## Work instructions
From the first line to the last, restate the data word for word.

## Supplied entries

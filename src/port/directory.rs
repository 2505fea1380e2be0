//! Directory port for group membership and balances.
//!
//! This module defines the trait the caches use to query the external
//! membership/ledger service.

use async_trait::async_trait;
use tracing::warn;

use crate::domain::MemberId;
use crate::error::DirectoryError;

/// Source of group membership and member balances.
///
/// # Implementation Notes
///
/// - Implementations must be thread-safe (`Send + Sync`)
/// - Methods are async and may be slow; they are only ever awaited on
///   background tasks, never on a caller that must answer synchronously
/// - Futures must not block the thread when polled
/// - Any call may fail; callers decide whether a failure is fatal
#[async_trait]
pub trait Directory: Send + Sync {
    /// Directory name for logging.
    fn name(&self) -> &str;

    /// Every group name the directory knows.
    async fn list_groups(&self) -> Result<Vec<String>, DirectoryError>;

    /// Every member identity the directory knows.
    async fn list_members(&self) -> Result<Vec<MemberId>, DirectoryError>;

    /// Whether `member` belongs to `group`.
    async fn is_member(&self, member: &MemberId, group: &str) -> Result<bool, DirectoryError>;

    /// The member's primary group, if any.
    async fn primary_group(&self, member: &MemberId) -> Result<Option<String>, DirectoryError>;

    /// The member's balance.
    async fn balance_of(&self, member: &MemberId) -> Result<f64, DirectoryError>;

    /// All members of `group`.
    ///
    /// The default enumerates every member and filters with
    /// [`is_member`](Self::is_member). A failed membership check for one
    /// member is logged and treated as "not a member"; only a failure to
    /// enumerate members is returned. Implementations that can query a
    /// group directly should override this.
    async fn members_of(&self, group: &str) -> Result<Vec<MemberId>, DirectoryError> {
        let members = self.list_members().await?;
        let mut matching = Vec::new();

        for member in members {
            match self.is_member(&member, group).await {
                Ok(true) => matching.push(member),
                Ok(false) => {}
                Err(e) => {
                    warn!(
                        directory = self.name(),
                        member = %member,
                        group = group,
                        error = %e,
                        "Membership check failed, treating as non-member"
                    );
                }
            }
        }

        Ok(matching)
    }
}
//! Stateful caches for group statistics and rendered placeholders.

mod group_stats;
mod placeholder;

pub use group_stats::{compute_group_stats, GroupStatsCache, StatsFuture};
pub use placeholder::{PlaceholderCache, PlaceholderEntry};
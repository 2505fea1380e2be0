//! Caches and background services.

pub mod cache;
pub mod scheduler;

pub use cache::{GroupStatsCache, PlaceholderCache};
pub use scheduler::{RefreshService, RefreshServiceHandle};
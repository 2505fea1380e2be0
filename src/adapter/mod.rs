//! Adapter implementations of the ports.

mod memory;

pub use memory::{DirectorySnapshot, InMemoryDirectory, MemberRecord};
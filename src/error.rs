use std::time::Duration;

use thiserror::Error;

/// Errors reported by a [`Directory`](crate::port::Directory) implementation.
///
/// Cloneable so a single failure can be handed to every caller waiting on
/// the same fetch.
#[derive(Error, Debug, Clone, PartialEq)]
pub enum DirectoryError {
    #[error("directory unavailable: {0}")]
    Unavailable(String),

    #[error("lookup failed for member {member}: {reason}")]
    Lookup { member: String, reason: String },
}

/// Errors produced while computing group statistics on demand.
#[derive(Error, Debug, Clone, PartialEq)]
pub enum CacheError {
    #[error(transparent)]
    Directory(#[from] DirectoryError),

    #[error("fetch for group '{group}' timed out after {after:?}")]
    Timeout { group: String, after: Duration },

    #[error("fetch for group '{group}' was aborted")]
    Aborted { group: String },
}

/// Configuration-related errors with structured variants.
#[derive(Error, Debug)]
pub enum ConfigError {
    #[error("invalid value for {field}: {reason}")]
    InvalidValue { field: &'static str, reason: String },

    #[error("failed to read config file: {0}")]
    ReadFile(#[source] std::io::Error),

    #[error("failed to parse config: {0}")]
    Parse(#[source] toml::de::Error),
}

#[derive(Error, Debug)]
pub enum Error {
    #[error(transparent)]
    Config(#[from] ConfigError),

    #[error(transparent)]
    Directory(#[from] DirectoryError),

    #[error(transparent)]
    Cache(#[from] CacheError),

    #[error("IO error: {0}")]
    Io(#[from] std::io::Error),
}

pub type Result<T> = std::result::Result<T, Error>;
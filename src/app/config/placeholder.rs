//! Placeholder resolution cache configuration.

use std::time::Duration;

use serde::Deserialize;

/// Placeholder cache settings.
#[derive(Debug, Clone, Deserialize)]
pub struct PlaceholderConfig {
    /// Age after which a rendered value is recomputed.
    #[serde(default = "default_expiry_ms")]
    pub expiry_ms: u64,
    /// Interval between sweeps of expired entries.
    #[serde(default = "default_cleanup_interval_ms")]
    pub cleanup_interval_ms: u64,
    /// Returned while a value is computed for the first time.
    #[serde(default = "default_pending_sentinel")]
    pub pending_sentinel: String,
}

impl PlaceholderConfig {
    #[must_use]
    pub fn expiry(&self) -> chrono::Duration {
        chrono::Duration::milliseconds(i64::try_from(self.expiry_ms).unwrap_or(i64::MAX))
    }

    #[must_use]
    pub fn cleanup_interval(&self) -> Duration {
        Duration::from_millis(self.cleanup_interval_ms)
    }
}

impl Default for PlaceholderConfig {
    fn default() -> Self {
        Self {
            expiry_ms: default_expiry_ms(),
            cleanup_interval_ms: default_cleanup_interval_ms(),
            pending_sentinel: default_pending_sentinel(),
        }
    }
}

const fn default_expiry_ms() -> u64 {
    5_000
}

const fn default_cleanup_interval_ms() -> u64 {
    5_000
}

fn default_pending_sentinel() -> String {
    "...".into()
}
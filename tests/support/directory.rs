use std::sync::Arc;

use rankstats::adapter::InMemoryDirectory;
use rankstats::testkit::ScriptedDirectory;

/// Group "vip" with balances {100.0, 250.5, 49.5}, plus one "default" member.
pub fn vip_scripted() -> Arc<ScriptedDirectory> {
    Arc::new(
        ScriptedDirectory::new()
            .with_member("alice", &["vip"], 100.0)
            .with_member("bob", &["vip"], 250.5)
            .with_member("carol", &["vip", "default"], 49.5)
            .with_member("dave", &["default"], 10.0),
    )
}

/// Same population as [`vip_scripted`] behind the in-memory adapter.
pub fn vip_in_memory() -> Arc<InMemoryDirectory> {
    let directory = InMemoryDirectory::new();
    directory.upsert_member("alice", &["vip"], 100.0);
    directory.upsert_member("bob", &["vip"], 250.5);
    directory.upsert_member("carol", &["vip", "default"], 49.5);
    directory.upsert_member("dave", &["default"], 10.0);
    Arc::new(directory)
}
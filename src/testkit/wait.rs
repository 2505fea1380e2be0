//! Polling helpers for assertions on background tasks.

use std::time::Duration;

/// Poll `condition` every few milliseconds until it holds or `timeout`
/// elapses. Returns whether it held.
pub async fn eventually<F>(timeout: Duration, mut condition: F) -> bool
where
    F: FnMut() -> bool,
{
    let deadline = tokio::time::Instant::now() + timeout;
    loop {
        if condition() {
            return true;
        }
        if tokio::time::Instant::now() >= deadline {
            return false;
        }
        tokio::time::sleep(Duration::from_millis(5)).await;
    }
}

## Answer to this task
filename src/port/directory.rs
repository 2505fea1380e2be0
//! Directory port for group membership and balances.
//!
//! This module defines the trait the caches use to query the external
//! membership/ledger service.

use async_trait::async_trait;
use tracing::warn;

use crate::domain::MemberId;
use crate::error::DirectoryError;

/// Source of group membership and member balances.
///
/// # Implementation Notes
///
/// - Implementations must be thread-safe (`Send + Sync`)
/// - Methods are async and may be slow; they are only ever awaited on
///   background tasks, never on a caller that must answer synchronously
/// - Futures must not block the thread when polled
/// - Any call may fail; callers decide whether a failure is fatal
#[async_trait]
pub trait Directory: Send + Sync {
    /// Directory name for logging.
    fn name(&self) -> &str;

    /// Every group name the directory knows.
    async fn list_groups(&self) -> Result<Vec<String>, DirectoryError>;

    /// Every member identity the directory knows.
    async fn list_members(&self) -> Result<Vec<MemberId>, DirectoryError>;

    /// Whether `member` belongs to `group`.
    async fn is_member(&self, member: &MemberId, group: &str) -> Result<bool, DirectoryError>;

    /// The member's primary group, if any.
    async fn primary_group(&self, member: &MemberId) -> Result<Option<String>, DirectoryError>;

    /// The member's balance.
    async fn balance_of(&self, member: &MemberId) -> Result<f64, DirectoryError>;

    /// All members of `group`.
    ///
    /// The default enumerates every member and filters with
    /// [`is_member`](Self::is_member). A failed membership check for one
    /// member is logged and treated as "not a member"; only a failure to
    /// enumerate members is returned. Implementations that can query a
    /// group directly should override this.
    async fn members_of(&self, group: &str) -> Result<Vec<MemberId>, DirectoryError> {
        let members = self.list_members().await?;
        let mut matching = Vec::new();

        for member in members {
            match self.is_member(&member, group).await {
                Ok(true) => matching.push(member),
                Ok(false) => {}
                Err(e) => {
                    warn!(
                        directory = self.name(),
                        member = %member,
                        group = group,
                        error = %e,
                        "Membership check failed, treating as non-member"
                    );
                }
            }
        }

        Ok(matching)
    }
}
//! Stateful caches for group statistics and rendered placeholders.

mod group_stats;
mod placeholder;

pub use group_stats::{compute_group_stats, GroupStatsCache, StatsFuture};
pub use placeholder::{PlaceholderCache, PlaceholderEntry};
repository 2505fea1380e2be0
//! Caches and background services.

pub mod cache;
pub mod scheduler;

pub use cache::{GroupStatsCache, PlaceholderCache};
pub use scheduler::{RefreshService, RefreshServiceHandle};
repository 2505fea1380e2be0
filename src/adapter/mod.rs
//! Adapter implementations of the ports.

mod memory;

pub use memory::{DirectorySnapshot, InMemoryDirectory, MemberRecord};
filename src/error.rs
use std::time::Duration;

use thiserror::Error;

/// Errors reported by a [`Directory`](crate::port::Directory) implementation.
///
/// Cloneable so a single failure can be handed to every caller waiting on
/// the same fetch.
#[derive(Error, Debug, Clone, PartialEq)]
pub enum DirectoryError {
    #[error("directory unavailable: {0}")]
    Unavailable(String),

    #[error("lookup failed for member {member}: {reason}")]
    Lookup { member: String, reason: String },
}

/// Errors produced while computing group statistics on demand.
#[derive(Error, Debug, Clone, PartialEq)]
pub enum CacheError {
    #[error(transparent)]
    Directory(#[from] DirectoryError),

    #[error("fetch for group '{group}' timed out after {after:?}")]
    Timeout { group: String, after: Duration },

    #[error("fetch for group '{group}' was aborted")]
    Aborted { group: String },
}

/// Configuration-related errors with structured variants.
#[derive(Error, Debug)]
pub enum ConfigError {
    #[error("invalid value for {field}: {reason}")]
    InvalidValue { field: &'static str, reason: String },

    #[error("failed to read config file: {0}")]
    ReadFile(#[source] std::io::Error),

    #[error("failed to parse config: {0}")]
    Parse(#[source] toml::de::Error),
}

#[derive(Error, Debug)]
pub enum Error {
    #[error(transparent)]
    Config(#[from] ConfigError),

    #[error(transparent)]
    Directory(#[from] DirectoryError),

    #[error(transparent)]
    Cache(#[from] CacheError),

    #[error("IO error: {0}")]
    Io(#[from] std::io::Error),
}

pub type Result<T> = std::result::Result<T, Error>;
filename src/app/config/placeholder.rs
//! Placeholder resolution cache configuration.

use std::time::Duration;

use serde::Deserialize;

/// Placeholder cache settings.
#[derive(Debug, Clone, Deserialize)]
pub struct PlaceholderConfig {
    /// Age after which a rendered value is recomputed.
    #[serde(default = "default_expiry_ms")]
    pub expiry_ms: u64,
    /// Interval between sweeps of expired entries.
    #[serde(default = "default_cleanup_interval_ms")]
    pub cleanup_interval_ms: u64,
    /// Returned while a value is computed for the first time.
    #[serde(default = "default_pending_sentinel")]
    pub pending_sentinel: String,
}

impl PlaceholderConfig {
    #[must_use]
    pub fn expiry(&self) -> chrono::Duration {
        chrono::Duration::milliseconds(i64::try_from(self.expiry_ms).unwrap_or(i64::MAX))
    }

    #[must_use]
    pub fn cleanup_interval(&self) -> Duration {
        Duration::from_millis(self.cleanup_interval_ms)
    }
}

impl Default for PlaceholderConfig {
    fn default() -> Self {
        Self {
            expiry_ms: default_expiry_ms(),
            cleanup_interval_ms: default_cleanup_interval_ms(),
            pending_sentinel: default_pending_sentinel(),
        }
    }
}

const fn default_expiry_ms() -> u64 {
    5_000
}

const fn default_cleanup_interval_ms() -> u64 {
    5_000
}

fn default_pending_sentinel() -> String {
    "...".into()
}
filename tests/support/directory.rs
use std::sync::Arc;

use rankstats::adapter::InMemoryDirectory;
use rankstats::testkit::ScriptedDirectory;

/// Group "vip" with balances {100.0, 250.5, 49.5}, plus one "default" member.
pub fn vip_scripted() -> Arc<ScriptedDirectory> {
    Arc::new(
        ScriptedDirectory::new()
            .with_member("alice", &["vip"], 100.0)
            .with_member("bob", &["vip"], 250.5)
            .with_member("carol", &["vip", "default"], 49.5)
            .with_member("dave", &["default"], 10.0),
    )
}

/// Same population as [`vip_scripted`] behind the in-memory adapter.
pub fn vip_in_memory() -> Arc<InMemoryDirectory> {
    let directory = InMemoryDirectory::new();
    directory.upsert_member("alice", &["vip"], 100.0);
    directory.upsert_member("bob", &["vip"], 250.5);
    directory.upsert_member("carol", &["vip", "default"], 49.5);
    directory.upsert_member("dave", &["default"], 10.0);
    Arc::new(directory)
}
filename src/testkit/wait.rs
repository 2505fea1380e2be0
//! Polling helpers for assertions on background tasks.

use std::time::Duration;

/// Poll `condition` every few milliseconds until it holds or `timeout`
/// elapses. Returns whether it held.
pub async fn eventually<F>(timeout: Duration, mut condition: F) -> bool
where
    F: FnMut() -> bool,
{
    let deadline = tokio::time::Instant::now() + timeout;
    loop {
        if condition() {
            return true;
        }
        if tokio::time::Instant::now() >= deadline {
            return false;
        }
        tokio::time::sleep(Duration::from_millis(5)).await;
    }
}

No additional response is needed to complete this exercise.